→ What you need to do
What lines below contain the word "cloned"? Please pull each one out.

→ Saved data entries
Content starts
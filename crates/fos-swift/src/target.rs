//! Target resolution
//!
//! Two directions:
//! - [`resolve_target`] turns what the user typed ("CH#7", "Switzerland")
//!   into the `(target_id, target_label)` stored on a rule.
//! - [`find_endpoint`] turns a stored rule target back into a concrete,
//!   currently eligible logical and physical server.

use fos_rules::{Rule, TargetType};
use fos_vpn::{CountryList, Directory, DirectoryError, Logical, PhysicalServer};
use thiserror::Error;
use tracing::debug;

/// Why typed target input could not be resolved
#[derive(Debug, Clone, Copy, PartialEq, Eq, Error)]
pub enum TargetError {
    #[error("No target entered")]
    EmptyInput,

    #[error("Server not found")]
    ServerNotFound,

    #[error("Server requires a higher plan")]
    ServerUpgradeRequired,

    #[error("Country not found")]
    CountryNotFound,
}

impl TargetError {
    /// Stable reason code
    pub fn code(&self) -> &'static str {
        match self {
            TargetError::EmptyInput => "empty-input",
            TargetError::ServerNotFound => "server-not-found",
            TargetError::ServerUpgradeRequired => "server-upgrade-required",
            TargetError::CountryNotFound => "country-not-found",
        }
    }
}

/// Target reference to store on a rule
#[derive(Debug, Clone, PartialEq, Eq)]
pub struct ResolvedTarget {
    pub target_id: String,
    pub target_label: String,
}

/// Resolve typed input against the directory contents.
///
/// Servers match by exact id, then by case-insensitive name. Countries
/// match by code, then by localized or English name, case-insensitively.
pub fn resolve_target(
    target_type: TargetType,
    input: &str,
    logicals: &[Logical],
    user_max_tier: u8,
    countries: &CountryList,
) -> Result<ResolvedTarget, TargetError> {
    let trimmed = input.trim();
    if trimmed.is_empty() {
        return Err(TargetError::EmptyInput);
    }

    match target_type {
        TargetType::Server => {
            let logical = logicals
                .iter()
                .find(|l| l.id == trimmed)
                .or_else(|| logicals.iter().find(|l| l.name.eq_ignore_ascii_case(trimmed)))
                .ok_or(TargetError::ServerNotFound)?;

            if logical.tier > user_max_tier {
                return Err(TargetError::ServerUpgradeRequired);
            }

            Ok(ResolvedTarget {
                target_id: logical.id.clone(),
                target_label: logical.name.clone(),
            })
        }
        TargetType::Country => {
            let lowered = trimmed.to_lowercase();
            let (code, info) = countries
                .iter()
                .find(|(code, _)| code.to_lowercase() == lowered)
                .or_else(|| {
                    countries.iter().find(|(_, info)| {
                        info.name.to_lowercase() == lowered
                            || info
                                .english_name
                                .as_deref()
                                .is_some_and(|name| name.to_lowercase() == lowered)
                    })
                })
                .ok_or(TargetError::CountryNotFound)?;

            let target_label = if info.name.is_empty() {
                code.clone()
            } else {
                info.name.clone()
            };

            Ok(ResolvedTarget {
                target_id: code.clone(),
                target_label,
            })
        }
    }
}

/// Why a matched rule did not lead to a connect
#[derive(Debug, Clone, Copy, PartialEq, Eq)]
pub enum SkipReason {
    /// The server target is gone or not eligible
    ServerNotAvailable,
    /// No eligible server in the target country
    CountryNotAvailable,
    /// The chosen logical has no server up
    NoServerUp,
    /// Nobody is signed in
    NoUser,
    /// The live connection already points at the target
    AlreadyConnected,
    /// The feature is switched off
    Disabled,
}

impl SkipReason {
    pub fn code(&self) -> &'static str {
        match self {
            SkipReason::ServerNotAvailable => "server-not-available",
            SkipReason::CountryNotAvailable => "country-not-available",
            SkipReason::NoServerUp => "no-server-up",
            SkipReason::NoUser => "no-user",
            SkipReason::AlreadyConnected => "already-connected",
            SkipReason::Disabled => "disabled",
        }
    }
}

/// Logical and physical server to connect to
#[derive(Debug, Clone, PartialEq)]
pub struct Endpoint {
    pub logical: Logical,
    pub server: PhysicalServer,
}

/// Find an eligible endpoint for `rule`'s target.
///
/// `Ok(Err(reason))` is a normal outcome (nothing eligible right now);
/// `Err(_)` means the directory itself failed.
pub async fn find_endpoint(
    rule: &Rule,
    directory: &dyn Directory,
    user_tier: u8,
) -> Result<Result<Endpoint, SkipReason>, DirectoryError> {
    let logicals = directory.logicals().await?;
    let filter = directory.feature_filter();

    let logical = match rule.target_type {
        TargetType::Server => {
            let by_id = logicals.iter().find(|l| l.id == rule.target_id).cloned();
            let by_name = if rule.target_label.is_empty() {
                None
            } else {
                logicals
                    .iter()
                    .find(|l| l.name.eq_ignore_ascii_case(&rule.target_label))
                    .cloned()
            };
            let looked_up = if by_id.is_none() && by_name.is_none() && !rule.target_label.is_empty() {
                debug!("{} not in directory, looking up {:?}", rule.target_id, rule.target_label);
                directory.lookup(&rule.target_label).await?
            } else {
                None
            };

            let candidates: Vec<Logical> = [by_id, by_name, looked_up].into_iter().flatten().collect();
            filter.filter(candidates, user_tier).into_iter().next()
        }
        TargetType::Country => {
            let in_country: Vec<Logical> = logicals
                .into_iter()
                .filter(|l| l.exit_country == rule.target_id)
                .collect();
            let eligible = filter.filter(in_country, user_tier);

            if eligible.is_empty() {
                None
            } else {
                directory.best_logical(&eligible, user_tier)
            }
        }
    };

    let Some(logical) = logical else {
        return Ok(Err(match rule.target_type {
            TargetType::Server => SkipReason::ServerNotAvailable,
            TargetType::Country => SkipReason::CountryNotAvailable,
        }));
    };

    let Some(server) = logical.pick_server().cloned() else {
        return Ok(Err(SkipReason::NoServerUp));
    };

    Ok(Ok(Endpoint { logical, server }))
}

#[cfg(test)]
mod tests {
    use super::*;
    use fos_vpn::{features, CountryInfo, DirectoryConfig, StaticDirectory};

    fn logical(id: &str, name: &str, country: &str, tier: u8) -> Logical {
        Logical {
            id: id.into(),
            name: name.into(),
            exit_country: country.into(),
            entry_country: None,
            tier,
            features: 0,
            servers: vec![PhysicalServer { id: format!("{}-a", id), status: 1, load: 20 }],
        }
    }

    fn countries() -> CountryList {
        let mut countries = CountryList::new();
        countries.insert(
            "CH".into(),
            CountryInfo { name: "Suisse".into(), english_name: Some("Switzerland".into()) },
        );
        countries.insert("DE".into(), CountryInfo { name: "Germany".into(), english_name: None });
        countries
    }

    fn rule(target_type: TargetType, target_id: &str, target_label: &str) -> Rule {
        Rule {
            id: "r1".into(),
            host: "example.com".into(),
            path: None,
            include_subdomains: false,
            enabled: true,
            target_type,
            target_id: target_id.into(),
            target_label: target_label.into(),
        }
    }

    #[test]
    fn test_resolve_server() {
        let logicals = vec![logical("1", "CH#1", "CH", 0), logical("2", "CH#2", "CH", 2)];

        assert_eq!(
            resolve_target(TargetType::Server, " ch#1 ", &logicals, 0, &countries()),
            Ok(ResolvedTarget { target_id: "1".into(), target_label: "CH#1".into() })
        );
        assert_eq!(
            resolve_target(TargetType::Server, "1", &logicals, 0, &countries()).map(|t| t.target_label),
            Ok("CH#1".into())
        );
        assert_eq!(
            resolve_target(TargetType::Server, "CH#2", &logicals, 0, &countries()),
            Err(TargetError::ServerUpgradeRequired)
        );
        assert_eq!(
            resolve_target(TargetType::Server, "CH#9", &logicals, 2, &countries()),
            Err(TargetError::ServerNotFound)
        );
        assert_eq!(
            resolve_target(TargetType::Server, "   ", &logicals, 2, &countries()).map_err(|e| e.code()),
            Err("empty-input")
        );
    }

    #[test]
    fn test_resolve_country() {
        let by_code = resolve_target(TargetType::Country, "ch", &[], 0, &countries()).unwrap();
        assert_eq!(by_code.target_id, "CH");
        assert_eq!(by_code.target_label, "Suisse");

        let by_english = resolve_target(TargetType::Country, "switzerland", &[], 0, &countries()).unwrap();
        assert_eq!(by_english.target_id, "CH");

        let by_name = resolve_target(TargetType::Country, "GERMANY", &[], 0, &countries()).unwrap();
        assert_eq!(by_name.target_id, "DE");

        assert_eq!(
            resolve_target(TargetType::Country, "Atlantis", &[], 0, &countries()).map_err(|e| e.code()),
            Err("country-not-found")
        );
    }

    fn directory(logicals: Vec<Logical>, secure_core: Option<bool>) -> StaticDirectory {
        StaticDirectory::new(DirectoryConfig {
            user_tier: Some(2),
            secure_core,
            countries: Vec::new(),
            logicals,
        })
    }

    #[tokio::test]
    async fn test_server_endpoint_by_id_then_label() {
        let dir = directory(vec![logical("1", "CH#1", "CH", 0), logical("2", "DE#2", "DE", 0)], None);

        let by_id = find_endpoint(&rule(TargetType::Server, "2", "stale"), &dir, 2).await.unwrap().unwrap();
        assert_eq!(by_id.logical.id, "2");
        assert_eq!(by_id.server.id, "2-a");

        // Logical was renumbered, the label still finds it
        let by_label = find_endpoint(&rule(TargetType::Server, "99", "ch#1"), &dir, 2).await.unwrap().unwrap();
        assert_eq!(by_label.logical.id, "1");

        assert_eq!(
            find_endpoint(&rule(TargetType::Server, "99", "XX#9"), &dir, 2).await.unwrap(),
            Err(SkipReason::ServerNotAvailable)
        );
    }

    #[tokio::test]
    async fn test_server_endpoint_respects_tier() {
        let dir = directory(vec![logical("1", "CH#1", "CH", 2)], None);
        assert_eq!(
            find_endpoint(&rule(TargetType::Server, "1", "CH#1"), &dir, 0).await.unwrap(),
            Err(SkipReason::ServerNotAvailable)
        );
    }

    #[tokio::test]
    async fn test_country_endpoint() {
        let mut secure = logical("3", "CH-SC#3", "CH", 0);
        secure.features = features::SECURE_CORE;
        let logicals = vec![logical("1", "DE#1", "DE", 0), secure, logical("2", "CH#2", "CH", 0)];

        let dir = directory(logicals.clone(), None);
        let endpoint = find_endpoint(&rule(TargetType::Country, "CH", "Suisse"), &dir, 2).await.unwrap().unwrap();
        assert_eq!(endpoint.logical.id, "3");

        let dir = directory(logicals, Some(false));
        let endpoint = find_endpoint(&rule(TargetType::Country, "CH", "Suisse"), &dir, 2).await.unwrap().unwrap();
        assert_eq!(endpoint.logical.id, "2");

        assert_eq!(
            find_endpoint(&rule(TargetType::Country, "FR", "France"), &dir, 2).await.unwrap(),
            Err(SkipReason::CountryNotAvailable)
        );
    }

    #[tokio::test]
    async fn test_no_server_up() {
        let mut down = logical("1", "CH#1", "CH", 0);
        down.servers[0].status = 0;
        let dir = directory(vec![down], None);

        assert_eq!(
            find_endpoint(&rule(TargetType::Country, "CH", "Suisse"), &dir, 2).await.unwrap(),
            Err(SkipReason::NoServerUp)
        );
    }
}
Content ends
Content starts
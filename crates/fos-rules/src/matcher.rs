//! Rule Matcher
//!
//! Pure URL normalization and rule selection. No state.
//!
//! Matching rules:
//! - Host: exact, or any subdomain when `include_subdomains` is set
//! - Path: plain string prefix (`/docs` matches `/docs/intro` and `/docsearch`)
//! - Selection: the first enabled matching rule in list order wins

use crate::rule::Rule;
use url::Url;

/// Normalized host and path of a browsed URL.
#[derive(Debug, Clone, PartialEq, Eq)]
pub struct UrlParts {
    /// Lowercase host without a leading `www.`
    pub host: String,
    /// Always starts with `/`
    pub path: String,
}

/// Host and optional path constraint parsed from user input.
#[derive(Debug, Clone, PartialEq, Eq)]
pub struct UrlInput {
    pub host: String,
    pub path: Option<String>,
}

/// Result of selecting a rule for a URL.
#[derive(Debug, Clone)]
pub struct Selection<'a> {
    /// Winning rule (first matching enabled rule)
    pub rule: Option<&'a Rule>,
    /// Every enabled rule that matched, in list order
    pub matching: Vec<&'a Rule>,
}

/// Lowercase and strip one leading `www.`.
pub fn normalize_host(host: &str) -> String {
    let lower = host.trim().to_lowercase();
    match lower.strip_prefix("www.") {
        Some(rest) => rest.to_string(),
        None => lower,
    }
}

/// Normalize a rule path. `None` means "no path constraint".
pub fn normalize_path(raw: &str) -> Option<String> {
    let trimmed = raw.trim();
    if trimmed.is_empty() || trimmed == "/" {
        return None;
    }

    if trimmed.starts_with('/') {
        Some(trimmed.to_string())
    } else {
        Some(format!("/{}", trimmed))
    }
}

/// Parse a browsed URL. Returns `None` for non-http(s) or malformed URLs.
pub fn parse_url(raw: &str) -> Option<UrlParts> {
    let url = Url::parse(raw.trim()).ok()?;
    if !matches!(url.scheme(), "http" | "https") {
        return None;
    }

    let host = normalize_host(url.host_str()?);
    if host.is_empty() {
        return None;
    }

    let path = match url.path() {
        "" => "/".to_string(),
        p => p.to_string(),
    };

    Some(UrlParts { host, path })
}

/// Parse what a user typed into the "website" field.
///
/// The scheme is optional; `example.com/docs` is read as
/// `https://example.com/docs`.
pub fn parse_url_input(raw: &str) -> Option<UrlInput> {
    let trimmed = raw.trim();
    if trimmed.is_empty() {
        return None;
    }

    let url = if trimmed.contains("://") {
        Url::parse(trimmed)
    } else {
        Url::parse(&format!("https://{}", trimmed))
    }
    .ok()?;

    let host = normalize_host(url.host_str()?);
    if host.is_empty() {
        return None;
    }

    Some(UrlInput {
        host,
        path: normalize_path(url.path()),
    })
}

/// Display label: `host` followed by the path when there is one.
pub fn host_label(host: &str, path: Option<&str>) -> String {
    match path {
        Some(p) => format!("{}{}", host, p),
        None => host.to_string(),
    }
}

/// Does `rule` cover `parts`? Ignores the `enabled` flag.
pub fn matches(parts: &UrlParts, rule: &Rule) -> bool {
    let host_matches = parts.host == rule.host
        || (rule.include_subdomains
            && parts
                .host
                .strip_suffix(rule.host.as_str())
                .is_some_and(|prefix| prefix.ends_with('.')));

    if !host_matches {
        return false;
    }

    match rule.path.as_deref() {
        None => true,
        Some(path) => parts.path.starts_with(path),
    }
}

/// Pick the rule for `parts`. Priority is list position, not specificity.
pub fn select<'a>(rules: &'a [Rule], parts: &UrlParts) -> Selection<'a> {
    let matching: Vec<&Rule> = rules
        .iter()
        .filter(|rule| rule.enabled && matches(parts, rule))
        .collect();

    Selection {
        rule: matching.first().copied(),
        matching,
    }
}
Content ends
→ Solution below
            let by_id = logicals.iter().find(|l| l.id == rule.target_id).cloned();
                    .cloned()
    let Some(server) = logical.pick_server().cloned() else {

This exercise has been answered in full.